TASK DETAILS:
State how many lines in the listing below include the string "matches". The answer is the number alone.

_____

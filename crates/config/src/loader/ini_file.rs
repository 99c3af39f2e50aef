//! INI file reading and writing.
//!
//! Responsibilities:
//! - Flatten an INI file into dotted `section.key` entries.
//! - Write dotted entries back out as INI sections.
//!
//! Invariants:
//! - Section names and keys are lower-cased on read.
//! - Keys outside any section keep their bare name.
//! - The text before the first `.` of an entry names its section on write.
//! - Values are taken verbatim: backslashes are neither unescaped on read
//!   nor escaped on write.

use std::collections::BTreeMap;
use std::path::Path;

use ini::{EscapePolicy, Ini, ParseOption};

use super::error::ConfigError;
use crate::constants::KEY_SEPARATOR;
use crate::schema::join_path;

/// Read `path` into a map of dotted keys to raw string values.
pub fn read_ini(path: &Path) -> Result<BTreeMap<String, String>, ConfigError> {
    let options = ParseOption {
        enabled_escape: false,
        ..ParseOption::default()
    };
    let ini = Ini::load_from_file_opt(path, options).map_err(|source| ConfigError::Read {
        path: path.to_path_buf(),
        source,
    })?;

    let mut entries = BTreeMap::new();
    for (section, properties) in ini.iter() {
        let prefix = section.map(str::to_lowercase).unwrap_or_default();
        for (key, value) in properties.iter() {
            entries.insert(join_path(&prefix, &key.to_lowercase()), value.to_string());
        }
    }
    Ok(entries)
}

/// Write `entries` to `path` as INI, one section per leading path segment.
pub fn write_ini(path: &Path, entries: &BTreeMap<String, String>) -> std::io::Result<()> {
    let mut ini = Ini::new();
    for (key, value) in entries {
        match key.split_once(KEY_SEPARATOR) {
            Some((section, field)) => {
                ini.with_section(Some(section)).set(field, value.as_str());
            }
            None => {
                ini.with_general_section().set(key.as_str(), value.as_str());
            }
        }
    }
    ini.write_to_file_policy(path, EscapePolicy::Nothing)
}

#[cfg(test)]
mod tests {
    use super::*;
    use tempfile::TempDir;

    #[test]
    fn test_read_flattens_sections() {
        let temp_dir = TempDir::new().unwrap();
        let path = temp_dir.path().join("config.ini");
        std::fs::write(
            &path,
            "[Server]\nIP = 10.0.0.1\nport = 9000\n\n[database]\npassword = secret\n",
        )
        .unwrap();

        let entries = read_ini(&path).unwrap();
        assert_eq!(entries["server.ip"], "10.0.0.1");
        assert_eq!(entries["server.port"], "9000");
        assert_eq!(entries["database.password"], "secret");
        assert_eq!(entries.len(), 3);
    }

    #[test]
    fn test_read_missing_file_is_read_error() {
        let temp_dir = TempDir::new().unwrap();
        let path = temp_dir.path().join("absent.ini");

        let err = read_ini(&path).unwrap_err();
        assert!(matches!(err, ConfigError::Read { .. }));
        assert!(std::error::Error::source(&err).is_some());
    }

    #[test]
    fn test_read_malformed_file_is_read_error() {
        let temp_dir = TempDir::new().unwrap();
        let path = temp_dir.path().join("broken.ini");
        std::fs::write(&path, "[server\nip = 1\n").unwrap();

        assert!(matches!(read_ini(&path), Err(ConfigError::Read { .. })));
    }

    #[test]
    fn test_write_then_read_keeps_sections() {
        let temp_dir = TempDir::new().unwrap();
        let path = temp_dir.path().join("out.ini");
        let entries = BTreeMap::from([
            ("server.ip".to_string(), "127.0.0.1".to_string()),
            ("logging.json".to_string(), "false".to_string()),
        ]);

        write_ini(&path, &entries).unwrap();

        let text = std::fs::read_to_string(&path).unwrap();
        assert!(text.contains("[server]"));
        assert!(text.contains("[logging]"));
        assert_eq!(read_ini(&path).unwrap(), entries);
    }

    #[test]
    fn test_read_keeps_backslashes() {
        let temp_dir = TempDir::new().unwrap();
        let path = temp_dir.path().join("config.ini");
        std::fs::write(
            &path,
            "[database]\npassword = pa\\ss\\word\nhost = C:\\db\\host\n",
        )
        .unwrap();

        let entries = read_ini(&path).unwrap();
        assert_eq!(entries["database.password"], r"pa\ss\word");
        assert_eq!(entries["database.host"], r"C:\db\host");
    }

    #[test]
    fn test_write_keeps_backslashes() {
        let temp_dir = TempDir::new().unwrap();
        let path = temp_dir.path().join("out.ini");
        let entries = BTreeMap::from([("database.host".to_string(), r"C:\db\host".to_string())]);

        write_ini(&path, &entries).unwrap();

        let text = std::fs::read_to_string(&path).unwrap();
        assert!(text.contains(r"C:\db\host"));
        assert_eq!(read_ini(&path).unwrap(), entries);
    }
}
// config.rs

use crate::chords::ChordPool;
use crate::cli::Args;
use crate::session::SessionConfig;
use crate::error::SessionError;
use config::{Environment, File};
use log::LevelFilter;
use serde::Deserialize;
use std::path::Path;
use std::time::Duration;

pub const MIN_TEMPO_BPM: u32 = 40;
pub const MAX_TEMPO_BPM: u32 = 200;
pub const DEFAULT_TEMPO_BPM: u32 = 60;

pub const MIN_BEATS_PER_CHORD: u32 = 1;
pub const MAX_BEATS_PER_CHORD: u32 = 16;
pub const DEFAULT_BEATS_PER_CHORD: u32 = 4;

pub const DEFAULT_CHORDS: [&str; 4] = ["C", "Am", "F", "G"];

pub const BEATS_PER_BAR: u8 = 4;
pub const CLOCK_PERIOD: Duration = Duration::from_secs(1);

const ENV_PREFIX: &str = "UKEPRACTICE";
const LOCAL_CONFIG_NAME: &str = "ukepractice";

/// Startup settings, layered from defaults, an optional config file, the
/// environment and finally the command line.
#[derive(Debug, Clone, PartialEq, Deserialize)]
#[serde(default)]
pub struct Settings {
    pub tempo_bpm: u32,
    pub beats_per_chord: u32,
    pub chords: Vec<String>,
    pub seed: Option<u64>,
    pub live_tempo: bool,
    pub log_level: String,
}

impl Default for Settings {
    fn default() -> Self {
        Settings {
            tempo_bpm: DEFAULT_TEMPO_BPM,
            beats_per_chord: DEFAULT_BEATS_PER_CHORD,
            chords: DEFAULT_CHORDS.iter().map(|c| c.to_string()).collect(),
            seed: None,
            live_tempo: false,
            log_level: "info".to_string(),
        }
    }
}

impl Settings {
    /// Reads the file at `path` when given (it must exist), otherwise an
    /// optional `ukepractice.*` file in the working directory, then the
    /// `UKEPRACTICE_*` environment. `UKEPRACTICE_CHORDS` is comma-separated.
    ///
    /// Runs before the logger exists, so nothing is logged here.
    pub fn load(path: Option<&Path>) -> Result<Self, config::ConfigError> {
        Self::load_with_env_prefix(path, ENV_PREFIX)
    }

    fn load_with_env_prefix(
        path: Option<&Path>,
        env_prefix: &str,
    ) -> Result<Self, config::ConfigError> {
        let file = match path {
            Some(path) => File::from(path).required(true),
            None => File::with_name(LOCAL_CONFIG_NAME).required(false),
        };

        config::Config::builder()
            .add_source(file)
            .add_source(
                Environment::with_prefix(env_prefix)
                    .try_parsing(true)
                    .list_separator(",")
                    .with_list_parse_key("chords"),
            )
            .build()?
            .try_deserialize()
    }

    /// Command line flags win over every other layer.
    pub fn apply_args(&mut self, args: &Args) {
        if let Some(tempo) = args.tempo {
            self.tempo_bpm = tempo;
        }
        if let Some(beats) = args.beats {
            self.beats_per_chord = beats;
        }
        if let Some(chords) = &args.chords {
            self.chords = chords.clone();
        }
        if args.seed.is_some() {
            self.seed = args.seed;
        }
        if args.live_tempo {
            self.live_tempo = true;
        }
        if let Some(level) = &args.log_level {
            self.log_level = level.clone();
        }
    }

    pub fn session_config(&self) -> Result<SessionConfig, SessionError> {
        let pool = ChordPool::from_names(&self.chords)?;
        SessionConfig::new(self.tempo_bpm, self.beats_per_chord, pool)
    }

    /// Unknown level names fall back to `Info`.
    pub fn level_filter(&self) -> LevelFilter {
        self.log_level.parse().unwrap_or(LevelFilter::Info)
    }
}

#[cfg(test)]
mod tests {
    use super::*;
    use clap::Parser;
    use std::io::Write;

    #[test]
    fn test_defaults_match_reference_session() {
        let settings = Settings::default();
        assert_eq!(settings.tempo_bpm, 60);
        assert_eq!(settings.beats_per_chord, 4);
        assert_eq!(settings.chords, vec!["C", "Am", "F", "G"]);
        assert!(!settings.live_tempo);
    }

    #[test]
    fn test_load_reads_partial_toml_file() {
        let mut file = tempfile::Builder::new()
            .suffix(".toml")
            .tempfile()
            .unwrap();
        writeln!(file, "tempo_bpm = 90\nchords = [\"D\", \"G7\"]").unwrap();

        let settings = Settings::load(Some(file.path())).unwrap();
        assert_eq!(settings.tempo_bpm, 90);
        assert_eq!(settings.beats_per_chord, DEFAULT_BEATS_PER_CHORD);
        assert_eq!(settings.chords, vec!["D", "G7"]);
    }

    #[test]
    fn test_environment_sets_chord_list_and_scalars() {
        let prefix = "UKEPRACTICE_ENV_LAYER_TEST";
        std::env::set_var(format!("{}_CHORDS", prefix), "D,G7");
        std::env::set_var(format!("{}_TEMPO_BPM", prefix), "100");

        let mut file = tempfile::Builder::new()
            .suffix(".toml")
            .tempfile()
            .unwrap();
        writeln!(file, "beats_per_chord = 2").unwrap();

        let settings = Settings::load_with_env_prefix(Some(file.path()), prefix);
        std::env::remove_var(format!("{}_CHORDS", prefix));
        std::env::remove_var(format!("{}_TEMPO_BPM", prefix));

        let settings = settings.unwrap();
        assert_eq!(settings.chords, vec!["D", "G7"]);
        assert_eq!(settings.tempo_bpm, 100);
        assert_eq!(settings.beats_per_chord, 2);
        assert!(settings.session_config().is_ok());
    }

    #[test]
    fn test_load_fails_for_missing_explicit_file() {
        let missing = Path::new("/nonexistent/ukepractice-settings.toml");
        assert!(Settings::load(Some(missing)).is_err());
    }

    #[test]
    fn test_command_line_overrides_settings() {
        let args = Args::parse_from([
            "ukepractice",
            "--tempo",
            "120",
            "--chords",
            "Em,A",
            "--live-tempo",
        ]);
        let mut settings = Settings::default();
        settings.apply_args(&args);

        assert_eq!(settings.tempo_bpm, 120);
        assert_eq!(settings.beats_per_chord, 4);
        assert_eq!(settings.chords, vec!["Em", "A"]);
        assert!(settings.live_tempo);
    }

    #[test]
    fn test_session_config_rejects_out_of_range_tempo() {
        let settings = Settings {
            tempo_bpm: 300,
            ..Settings::default()
        };
        assert!(settings.session_config().is_err());
    }

    #[test]
    fn test_level_filter_falls_back_to_info() {
        let settings = Settings {
            log_level: "chatty".to_string(),
            ..Settings::default()
        };
        assert_eq!(settings.level_filter(), LevelFilter::Info);

        let settings = Settings {
            log_level: "trace".to_string(),
            ..Settings::default()
        };
        assert_eq!(settings.level_filter(), LevelFilter::Trace);
    }
}
use simplelog::*;
use std::fs::{self, OpenOptions};
use std::io::{Error, ErrorKind};
use std::path::PathBuf;
use std::sync::atomic::{AtomicBool, Ordering};
use std::sync::Once;

static INIT: Once = Once::new();
static LOGGER_INITIALIZED: AtomicBool = AtomicBool::new(false);

/// Directory the log file lives in: `$HOME/.local/share/ukepractice/logs`.
pub fn log_dir() -> Result<PathBuf, Error> {
    let home = std::env::var("HOME")
        .map_err(|_| Error::new(ErrorKind::NotFound, "HOME environment variable not set"))?;

    Ok(PathBuf::from(home)
        .join(".local")
        .join("share")
        .join("ukepractice")
        .join("logs"))
}

/// Appends log records to `app.log`. The terminal belongs to the practice
/// view, so nothing is logged to stdout or stderr. Only the first call
/// installs a logger.
pub fn init_logger(level: LevelFilter) -> Result<(), Error> {
    let log_dir = log_dir()?;
    fs::create_dir_all(&log_dir)?;

    let log_file = OpenOptions::new()
        .create(true)
        .append(true)
        .open(log_dir.join("app.log"))?;

    let config = ConfigBuilder::new()
        .set_target_level(LevelFilter::Error)
        .set_time_format_rfc3339()
        .build();

    INIT.call_once(|| {
        if CombinedLogger::init(vec![WriteLogger::new(level, config, log_file)]).is_ok() {
            LOGGER_INITIALIZED.store(true, Ordering::SeqCst);
        }
    });

    if LOGGER_INITIALIZED.load(Ordering::SeqCst) {
        Ok(())
    } else {
        Err(Error::new(ErrorKind::Other, "Logger initialization failed"))
    }
}
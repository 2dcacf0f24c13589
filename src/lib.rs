pub mod chords;
pub mod cli;
pub mod config;
pub mod error;
pub mod event_loop;
pub mod format;
pub mod input;
pub mod logging;
pub mod session;
pub mod setup;
pub mod ui;

pub use chords::{ChordPicker, ChordPool, RandomPicker, ScriptedPicker, CATALOG};
pub use cli::{list_catalog, validate_chords, Args};
pub use error::{AppError, ConfigIssue, SessionError};
pub use event_loop::{Command, EngineMessage, EventLoop, PracticeSummary};
pub use session::{PracticeSession, RunState, SessionConfig, SessionSnapshot, TickEvent, Ticker};

/// Builds a session from validated settings, seeding the picker when a seed
/// is configured.
pub fn create_session(
    config: SessionConfig,
    seed: Option<u64>,
    live_tempo: bool,
) -> PracticeSession<RandomPicker> {
    let picker = match seed {
        Some(seed) => {
            log::info!("Using seeded chord picker: {}", seed);
            RandomPicker::seeded(seed)
        }
        None => RandomPicker::new(),
    };
    PracticeSession::new(config, picker).allow_live_tempo(live_tempo)
}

_____

SOLUTION TO THIS PROBLEM:
2